Having lived in Japan for two decades, it was so easy to take things such as this dry-cleaning message for granted. The way it was put in a plastic zip-lock bag with the item stuck to the docket. Complete attention to detail.
I didn’t realise how much I missed this part of the culture. Yet it transcends across every facet of life.
Take the bullet train. JR Central, the owner of the main Tokaido Line reported the following in its latest annual report.
In over 50 years there have been zero accidents. The railway has spent JPY3.5 trillion with a “t” ($35bn) in safety and maintenance alone. Safety and reliability are paramount to growing ridership.
The train runs 368 services a day servicing 466,000 passengers. It had an average delay of 0.7 minutes per train service. For the environmentalists, the Tokaido Line emits 1/12th the CO2 per passenger of a commercial aircraft. So there is a green lining too.
When attending the Australia vs NZ cricket on a hot day earlier in the month, “The Light Rail Service has stopped working. Buses will operate in their place” popped up on the big screen. The entire 30,000 crowd burst out into spontaneous laughter. How much bigger joke could this project get? How can it take 50 minutes to get to Randwick from Circular Quay?
In short, a French designed train built in India couldn’t operate because the temperature expanded the track causing it to become jammed. If being delayed for over one year wasn’t embarrassing enough, who knew Australia had hot days from time to time?
Our Sydney Metro has also been plagued by setbacks. Same situation. French designed trains made in India. Breaking down in tunnels and so forth. Driverless they may be but rudderless too.
Yet the Japanese are about to take the bullet train to a new level. The MAGLEV will allow passengers to get to Nagoya from Tokyo (300km) in 40 minutes! Imagine a trip to Canberra in that time? Tokyo to Osaka (500km) will only take 67 minutes.
If we think that Australia has grown its population by 2.2m (+10%) since 2013, our airports won’t be able to handle the extra expansion. At the moment, there are 54,500 flights annually between Sydney and Melbourne. On a daily basis around 27,000 people make this pilgrimage.
By comparison, the Tokaido Line runs around 78,000 passenger per day bettwen Tokyo and Nagoya. 145,000 between Tokyo and Osaka.
High speed rail is a no brainer for Australia. As a former ANU student some 30 years ago, I often made the journey from Sydney to Canberra. The distance between Liverpool and Campbelltown is around 20km. 30 years ago they were separated. Now housing has expanded from either direction along the Hume Highway such that the two towns are more or less connected by numerous new suburbs. The population is putting pressure on new housing.

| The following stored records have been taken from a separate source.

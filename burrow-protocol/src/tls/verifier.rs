//! Certificate verification policies for the carrier TLS wrap.

use std::sync::Arc;

use rustls::client::danger::{
    HandshakeSignatureValid, ServerCertVerified, ServerCertVerifier,
};
use rustls::client::WebPkiServerVerifier;
use rustls::pki_types::{CertificateDer, ServerName, UnixTime};
use rustls::{CertificateError, DigitallySignedStruct, Error, SignatureScheme};

/// A verifier that skips all verification.
/// Only installed when `skip_verify` is explicitly enabled.
#[derive(Debug)]
pub struct SkipServerVerification;

impl ServerCertVerifier for SkipServerVerification {
    fn verify_server_cert(
        &self,
        _end_entity: &CertificateDer<'_>,
        _intermediates: &[CertificateDer<'_>],
        _server_name: &ServerName<'_>,
        _ocsp_response: &[u8],
        _now: UnixTime,
    ) -> Result<ServerCertVerified, Error> {
        Ok(ServerCertVerified::assertion())
    }

    fn verify_tls12_signature(
        &self,
        _message: &[u8],
        _cert: &CertificateDer<'_>,
        _dss: &DigitallySignedStruct,
    ) -> Result<HandshakeSignatureValid, Error> {
        Ok(HandshakeSignatureValid::assertion())
    }

    fn verify_tls13_signature(
        &self,
        _message: &[u8],
        _cert: &CertificateDer<'_>,
        _dss: &DigitallySignedStruct,
    ) -> Result<HandshakeSignatureValid, Error> {
        Ok(HandshakeSignatureValid::assertion())
    }

    fn supported_verify_schemes(&self) -> Vec<SignatureScheme> {
        vec![
            SignatureScheme::RSA_PKCS1_SHA256,
            SignatureScheme::ECDSA_NISTP256_SHA256,
            SignatureScheme::RSA_PSS_SHA256,
            SignatureScheme::ED25519,
            SignatureScheme::RSA_PKCS1_SHA384,
            SignatureScheme::ECDSA_NISTP384_SHA384,
            SignatureScheme::RSA_PSS_SHA384,
            SignatureScheme::RSA_PKCS1_SHA512,
            SignatureScheme::RSA_PSS_SHA512,
        ]
    }
}

/// Chain validation without the hostname check, for servers addressed by IP
/// literal. Certificates rarely carry IP SANs, so the name mismatch is
/// tolerated while the chain is still required to anchor in the configured
/// roots.
#[derive(Debug)]
pub struct IpLiteralVerifier {
    inner: Arc<WebPkiServerVerifier>,
}

impl IpLiteralVerifier {
    pub fn new(inner: Arc<WebPkiServerVerifier>) -> Self {
        Self { inner }
    }
}

impl ServerCertVerifier for IpLiteralVerifier {
    fn verify_server_cert(
        &self,
        end_entity: &CertificateDer<'_>,
        intermediates: &[CertificateDer<'_>],
        server_name: &ServerName<'_>,
        ocsp_response: &[u8],
        now: UnixTime,
    ) -> Result<ServerCertVerified, Error> {
        match self.inner.verify_server_cert(
            end_entity,
            intermediates,
            server_name,
            ocsp_response,
            now,
        ) {
            Err(Error::InvalidCertificate(e))
                if matches!(
                    &e,
                    CertificateError::NotValidForName
                        | CertificateError::NotValidForNameContext { .. }
                ) =>
            {
                Ok(ServerCertVerified::assertion())
            }
            other => other,
        }
    }

    fn verify_tls12_signature(
        &self,
        message: &[u8],
        cert: &CertificateDer<'_>,
        dss: &DigitallySignedStruct,
    ) -> Result<HandshakeSignatureValid, Error> {
        self.inner.verify_tls12_signature(message, cert, dss)
    }

    fn verify_tls13_signature(
        &self,
        message: &[u8],
        cert: &CertificateDer<'_>,
        dss: &DigitallySignedStruct,
    ) -> Result<HandshakeSignatureValid, Error> {
        self.inner.verify_tls13_signature(message, cert, dss)
    }

    fn supported_verify_schemes(&self) -> Vec<SignatureScheme> {
        self.inner.supported_verify_schemes()
    }
}
//! UDP side of the client associate.
//!
//! Two tasks shuttle SOCKS5 UDP datagrams between the local UDP socket and
//! the TCP tunnel. On the way into the tunnel the RSV field is set to the
//! payload length so the server can frame datagrams on the byte stream; on
//! the way out it is cleared back to zero. Either task ending tears the
//! associate down.

use std::net::SocketAddr;
use std::sync::Arc;

use parking_lot::Mutex;
use tokio::io::{AsyncReadExt, ReadHalf, WriteHalf};
use tokio::net::{TcpStream, UdpSocket};

use burrow_protocol::pool;
use burrow_protocol::socks::UdpDatagram;

use crate::error::Result;
use crate::transport::Carrier;

pub(super) async fn shuttle(udp: Arc<UdpSocket>, carrier: Carrier) -> Result<()> {
    let client_addr: Arc<Mutex<Option<SocketAddr>>> = Arc::new(Mutex::new(None));
    let (tcp_read, tcp_write) = tokio::io::split(carrier);

    tokio::select! {
        result = udp_to_tcp(udp.clone(), tcp_write, client_addr.clone()) => result,
        result = tcp_to_udp(udp, tcp_read, client_addr) => result,
    }
}

async fn udp_to_tcp(
    udp: Arc<UdpSocket>,
    mut tcp: WriteHalf<Carrier>,
    client_addr: Arc<Mutex<Option<SocketAddr>>>,
) -> Result<()> {
    let mut buf = pool::large();
    loop {
        let (n, from) = udp.recv_from(&mut buf).await?;
        let mut dgram = UdpDatagram::parse(&buf[..n])?;
        {
            let mut addr = client_addr.lock();
            if addr.is_none() {
                *addr = Some(from);
            }
        }
        dgram.header.rsv = dgram.data.len() as u16;
        dgram.write_to(&mut tcp).await?;
    }
}

async fn tcp_to_udp(
    udp: Arc<UdpSocket>,
    mut tcp: ReadHalf<Carrier>,
    client_addr: Arc<Mutex<Option<SocketAddr>>>,
) -> Result<()> {
    let mut out = pool::large();
    loop {
        let mut dgram = UdpDatagram::read_from(&mut tcp).await?;
        let Some(dest) = *client_addr.lock() else {
            // no local sender yet, nowhere to deliver
            continue;
        };
        dgram.header.rsv = 0;
        let n = dgram.encode(&mut out)?;
        udp.send_to(&out[..n], dest).await?;
    }
}

/// Drains the associate's TCP connection until the peer closes it.
pub(super) async fn wait_for_eof(stream: &mut TcpStream) -> Result<()> {
    let mut buf = pool::small();
    loop {
        if stream.read(&mut buf[..]).await? == 0 {
            return Ok(());
        }
    }
}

Many public servants who work in the nation’s capitol, Canberra, now live in Goulburn, a country town some 45 minutes out. Shuttle buses now run between the two towns such has been the trend.
If the population keeps expanding at a 10% clip every 6 years, the infrastructure just won’t keep up. If Australia isn’t thinking about high speed rail for much longer, it will be too late. To think such rail infrastructure will take 20 years to execute.
The record tells us that the Japanese are the best partners to develop the HSR in Australia. Surely we have had enough bad experiences with the French to date to want to have them run another project. Trains or submarines. The Chinese have hardly ingratiated themselves by canceling visas of our politicians. They don’t have the safety record of the Japanese, either.
The Japanese build things to last. Is it any wonder the Japanese ensure the sleepers have higher volcanic ash content to ensure their long-life? Not in China. Hence why one of China’s high speed trains derailed in 2011 because of a cracked sleeper with lower ash content. Even worse the authorities ended up just digging a hole and pushing the crashed rolling stock in and burying it.
The Taiwanese have probably made the most sensible recent HSR investment. Ridership has grown from 15.5 million in 2007 to around 67.4 million today. Punctuality is also 99.8%. Sound familiar? It should do.
The Japanese-led Taiwan Shinkansen Consortium won the contract by a combination of soft loans and flexible structures. The Taiwanese government also introduced flexible depreciation, refinanced the debt terms and bought a majority of the publicly listed railway. It has now made capital gains on its investment! They bought Japanese rolling stock made by Kawasaki Heavy Industries which has been bulletproof.
So it is high time the Australian and state governments started to think about getting their act together on HSR. Japanese technology is the only sensible option. It is competitive, reliable and if you have had any friends attended the Rugby World Cup last year, they’ll all tell you how amazing the bullet train was.
Oh and the airlines should love the high speed rail as it will free up slots to use on better routes. Even better they could be partners to running the rail operating system.